A cheeky move by the RBA helps to lift the aussie
The market had more or less priced in a 15 bps rate hike by the RBA coming into the decision, so most players were prepared for a potential “go big or go home” moment in case the central bank did not hike or chose to hike by 40 bps instead.
But the RBA surprised with a cheeky 25 bps rate hike and that looks to be enough to not spook the market all too much.
It’s enough to give the aussie a modest lift and set out a clear and concise message to the market that they are looking to do their part in trying to combat surging inflation pressures. This is the first rate hike by the RBA since 2010.

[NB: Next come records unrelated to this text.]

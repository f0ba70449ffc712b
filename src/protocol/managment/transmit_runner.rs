//! Transmit-side monitor task.
//!
//! [`TransmitRunner::start`] brings the controller up and sends the first
//! presence frame. [`TransmitRunner::run`] then samples the error register
//! every `sample_period_ms`, executes whatever recovery the
//! [`BusHealthMonitor`] asks for, and re-announces the node when the presence
//! acknowledgement is overdue.
use crate::core::{JoinPolicy, NodeConfig, RecoveryPolicy};
use crate::error::{CanIdBuildError, TransportError};
use crate::protocol::managment::bus_health::{BusHealthMonitor, RecoveryAction};
use crate::protocol::managment::join_handshake::JoinHandshake;
use crate::protocol::messages::{FILTER_BASE_IDS, FILTER_EXACT_MASK};
use crate::protocol::transport::can_id::CanId;
use crate::protocol::transport::context::TransportContext;
use crate::protocol::transport::traits::can_controller::CanController;
use crate::protocol::transport::traits::node_timer::NodeTimer;

/// Install one exact-match filter per protocol identifier, qualified with `node_address`.
pub fn install_filters<C: CanController>(
    controller: &C,
    node_address: u8,
) -> Result<(), CanIdBuildError> {
    for (bank, base) in FILTER_BASE_IDS.iter().enumerate() {
        let id = CanId::builder(*base).with_node(node_address).build()?;
        controller.configure_filter(bank as u8, id.raw(), FILTER_EXACT_MASK);
    }
    Ok(())
}

/// Owns the monitor and handshake state of the transmit task.
pub struct TransmitRunner<'a, C, T, const P: usize, const TXQ: usize, const RXQ: usize>
where
    C: CanController,
    T: NodeTimer,
{
    transport: &'a TransportContext<P, TXQ, RXQ>,
    controller: &'a C,
    timer: T,
    node_address: u8,
    monitor: BusHealthMonitor,
    join: JoinHandshake,
}

impl<'a, C, T, const P: usize, const TXQ: usize, const RXQ: usize>
    TransmitRunner<'a, C, T, P, TXQ, RXQ>
where
    C: CanController,
    T: NodeTimer,
{
    pub fn new(
        transport: &'a TransportContext<P, TXQ, RXQ>,
        controller: &'a C,
        timer: T,
        config: &NodeConfig,
        recovery: RecoveryPolicy,
        join: JoinPolicy,
    ) -> Result<Self, CanIdBuildError> {
        Ok(Self {
            transport,
            controller,
            timer,
            node_address: config.node_address,
            monitor: BusHealthMonitor::new(recovery),
            join: JoinHandshake::new(config.node_address, join)?,
        })
    }

    pub fn handshake(&self) -> &JoinHandshake {
        &self.join
    }

    /// Bring the controller up and announce the node.
    ///
    /// An announcement rejected by the send path leaves the handshake idle
    /// (nothing pending, nothing to retry); call [`announce`](Self::announce)
    /// to try again.
    pub async fn start(&mut self) -> Result<(), TransportError> {
        self.initialize_controller()?;
        #[cfg(feature = "defmt")]
        defmt::info!("CAN controller up, node {}", self.node_address);
        self.announce().await
    }

    /// Send one presence frame.
    pub async fn announce(&mut self) -> Result<(), TransportError> {
        self.join
            .announce(self.transport, self.controller, &mut self.timer)
            .await
    }

    /// Init, filters, start, notifications, leave init mode.
    fn initialize_controller(&self) -> Result<(), TransportError> {
        self.controller
            .init()
            .map_err(|_| TransportError::ControllerStart)?;
        install_filters(self.controller, self.node_address)
            .map_err(|_| TransportError::ControllerStart)?;
        self.controller
            .start()
            .map_err(|_| TransportError::ControllerStart)?;
        self.controller
            .activate_notifications()
            .map_err(|_| TransportError::ControllerStart)?;
        self.controller.release_init_mode();
        Ok(())
    }

    /// One monitor iteration: sample, recover, re-announce. Returns the action taken.
    pub async fn run_once(&mut self) -> RecoveryAction {
        let flags = self.controller.error_flags();
        let now = self.timer.now_ms();
        if !flags.is_empty() {
            self.controller.reset_errors();
        }
        let monitor = &mut self.monitor;
        let action = self
            .transport
            .update_stats(|stats| monitor.process(stats, flags, now));
        self.execute(action).await;

        let status = self.transport.join_status();
        if self.join.check_timeout(&status, self.timer.now_ms()) {
            if self.join.should_retry(&status, flags) {
                if let Err(_err) = self.announce().await {
                    #[cfg(feature = "defmt")]
                    defmt::warn!("Presence retry failed: {}", _err);
                }
            } else {
                self.transport.update_join(|status| status.pending = false);
                #[cfg(feature = "defmt")]
                defmt::warn!("Bus silent after {} announcements, giving up", status.retry_count);
            }
        }
        action
    }

    /// Monitor loop. Never returns.
    pub async fn run(&mut self) {
        loop {
            self.run_once().await;
            let period = self.monitor.policy().sample_period_ms;
            self.timer.delay_ms(period).await;
        }
    }

    async fn execute(&mut self, action: RecoveryAction) {
        let policy = *self.monitor.policy();
        match action {
            RecoveryAction::None => {}
            RecoveryAction::HardRestart => {
                self.controller.stop();
                self.timer.delay_ms(policy.bus_off_hold_ms).await;
                if self.controller.start().is_err() {
                    #[cfg(feature = "defmt")]
                    defmt::error!("Restart after bus-off failed");
                }
                if self.controller.activate_notifications().is_err() {
                    #[cfg(feature = "defmt")]
                    defmt::error!("Notifications not re-enabled");
                }
                let _dropped = self.transport.flush_queues();
                #[cfg(feature = "defmt")]
                defmt::info!("Hard restart done, {} queued frames dropped", _dropped);
            }
            RecoveryAction::SoftRestart => {
                self.controller.stop();
                self.timer.delay_ms(policy.soft_restart_hold_ms).await;
                if self.controller.start().is_err() {
                    #[cfg(feature = "defmt")]
                    defmt::error!("Soft restart failed");
                }
            }
            RecoveryAction::Reinitialize => {
                self.timer.delay_ms(policy.reinit_settle_ms).await;
                if let Err(_err) = self.initialize_controller() {
                    #[cfg(feature = "defmt")]
                    defmt::error!("Re-initialisation failed: {}", _err);
                }
                self.transport.flush_queues();
            }
        }
    }
}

Let’s take a look at some of the finer details that matters:
- Cash rate raised by 25 bps to 0.35%
- RBA expects inflation to spike towards 6% some time this year
- RBA expects inflation to moderate towards 3% by mid-2024
- RBA acknowledges some positive developments on wage growth
- RBA does not plan to reinvest the proceeds of maturing government bonds
- RBA does not plan to sell the government bonds purchased during the pandemic
- RBA sees a need to hike rates further moving forward
Quite frankly, the part on wages is a bit biased in my view. The RBA needs to set out reasons for an explicit tightening cycle so they are looking at the glass to be half full instead of it being half empty. A case of po-tay-to and po-tah-to.

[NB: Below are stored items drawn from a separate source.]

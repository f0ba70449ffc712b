//! Presence (ONBUS) handshake.
//!
//! A node announces itself with a zero-length frame under its own
//! address-qualified identifier. Any transmission that completes without a
//! transmit error counts as acknowledgement of the pending announcement.
//! Unanswered announcements are retried every `ack_timeout_ms` while the bus
//! looks alive, and at least `min_retries` times in any case.
use crate::core::JoinPolicy;
use crate::error::{CanIdBuildError, TransportError};
use crate::protocol::messages::presence_frame;
use crate::protocol::transport::can_frame::CanFrame;
use crate::protocol::transport::context::TransportContext;
use crate::protocol::transport::traits::can_controller::{CanController, ErrorFlags};
use crate::protocol::transport::traits::node_timer::NodeTimer;

//==================================================================================STATUS
/// Progress of the presence handshake.
#[derive(Debug, Clone, Copy, PartialEq, Eq, Default)]
#[cfg_attr(feature = "defmt", derive(defmt::Format))]
pub struct JoinStatus {
    /// An announcement is waiting for its acknowledgement.
    pub pending: bool,
    /// Time of the last successful announcement (ms).
    pub last_send_ms: u32,
    /// Announcements sent so far.
    pub retry_count: u32,
    pub ack_received: bool,
}

impl JoinStatus {
    pub const fn new() -> Self {
        Self {
            pending: false,
            last_send_ms: 0,
            retry_count: 0,
            ack_received: false,
        }
    }

    /// Bookkeeping after an announcement left (or was queued) at `now_ms`.
    pub fn record_announce(&mut self, now_ms: u32) {
        self.pending = true;
        self.last_send_ms = now_ms;
        self.retry_count = self.retry_count.wrapping_add(1);
        self.ack_received = false;
    }

    /// Mark the pending announcement as acknowledged. Returns `true` if one was pending.
    pub fn acknowledge(&mut self) -> bool {
        if !self.pending {
            return false;
        }
        self.pending = false;
        self.ack_received = true;
        true
    }
}

//==================================================================================HANDSHAKE
/// Announcement policy for one node.
#[derive(Debug, Clone, Copy)]
pub struct JoinHandshake {
    presence: CanFrame,
    policy: JoinPolicy,
}

impl JoinHandshake {
    /// Prepare the presence frame of `node_address` (4 bits).
    pub fn new(node_address: u8, policy: JoinPolicy) -> Result<Self, CanIdBuildError> {
        Ok(Self {
            presence: presence_frame(node_address)?,
            policy,
        })
    }

    pub const fn presence_frame(&self) -> &CanFrame {
        &self.presence
    }

    pub const fn policy(&self) -> &JoinPolicy {
        &self.policy
    }

    /// Send the presence frame. The status is only updated when the send path accepted it.
    pub async fn announce<C, T, const P: usize, const TXQ: usize, const RXQ: usize>(
        &self,
        transport: &TransportContext<P, TXQ, RXQ>,
        controller: &C,
        timer: &mut T,
    ) -> Result<(), TransportError>
    where
        C: CanController,
        T: NodeTimer,
    {
        transport
            .send_or_enqueue(controller, &self.presence, self.policy.send_timeout_ms, timer)
            .await?;
        let now = timer.now_ms();
        transport.update_join(|status| status.record_announce(now));
        #[cfg(feature = "defmt")]
        defmt::debug!("Presence sent, attempt {}", transport.join_status().retry_count);
        Ok(())
    }

    /// `true` when the pending announcement has waited longer than the ack timeout.
    pub fn check_timeout(&self, status: &JoinStatus, now_ms: u32) -> bool {
        status.pending && now_ms.wrapping_sub(status.last_send_ms) > self.policy.ack_timeout_ms
    }

    /// Whether the bus is worth announcing on, given the latest error sample.
    pub fn is_bus_active(&self, status: &JoinStatus, flags: ErrorFlags) -> bool {
        if status.ack_received {
            return true;
        }
        if flags.is_bus_off() {
            return false;
        }
        status.retry_count < self.policy.dead_bus_retries
    }

    /// Whether a timed-out announcement should be repeated.
    pub fn should_retry(&self, status: &JoinStatus, flags: ErrorFlags) -> bool {
        self.is_bus_active(status, flags) || status.retry_count < self.policy.min_retries
    }
}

As for the aussie, it’s getting a bit of a tailwind but there is relative uncertainty on how much more or how quickly the RBA will be raising rates moving forward. That to me is enough to see upside be rather limited.
AUD/USD got a jump from 0.7090 to 0.7140 on the decision and is now trading in between its key hourly moving averages:
That leaves some room for price to roam above its 100-hour moving average (red line) @ 0.7103 with the resistance region around 0.7180-90 and the 200-hour moving average (blue line) @ 0.7184 helping to limit any major upside potential.
If anything else, the gains here may be fleeting considering that there isn’t much conviction to chase a further upside leg especially since there is still the Fed to contend with tomorrow.
The dollar is also slightly weaker across the board today so that should stave off any real threat of testing 0.7000.
So, we won’t really get much firmer direction outside of the ranges above in the pair until the FOMC hurdle is cleared tomorrow.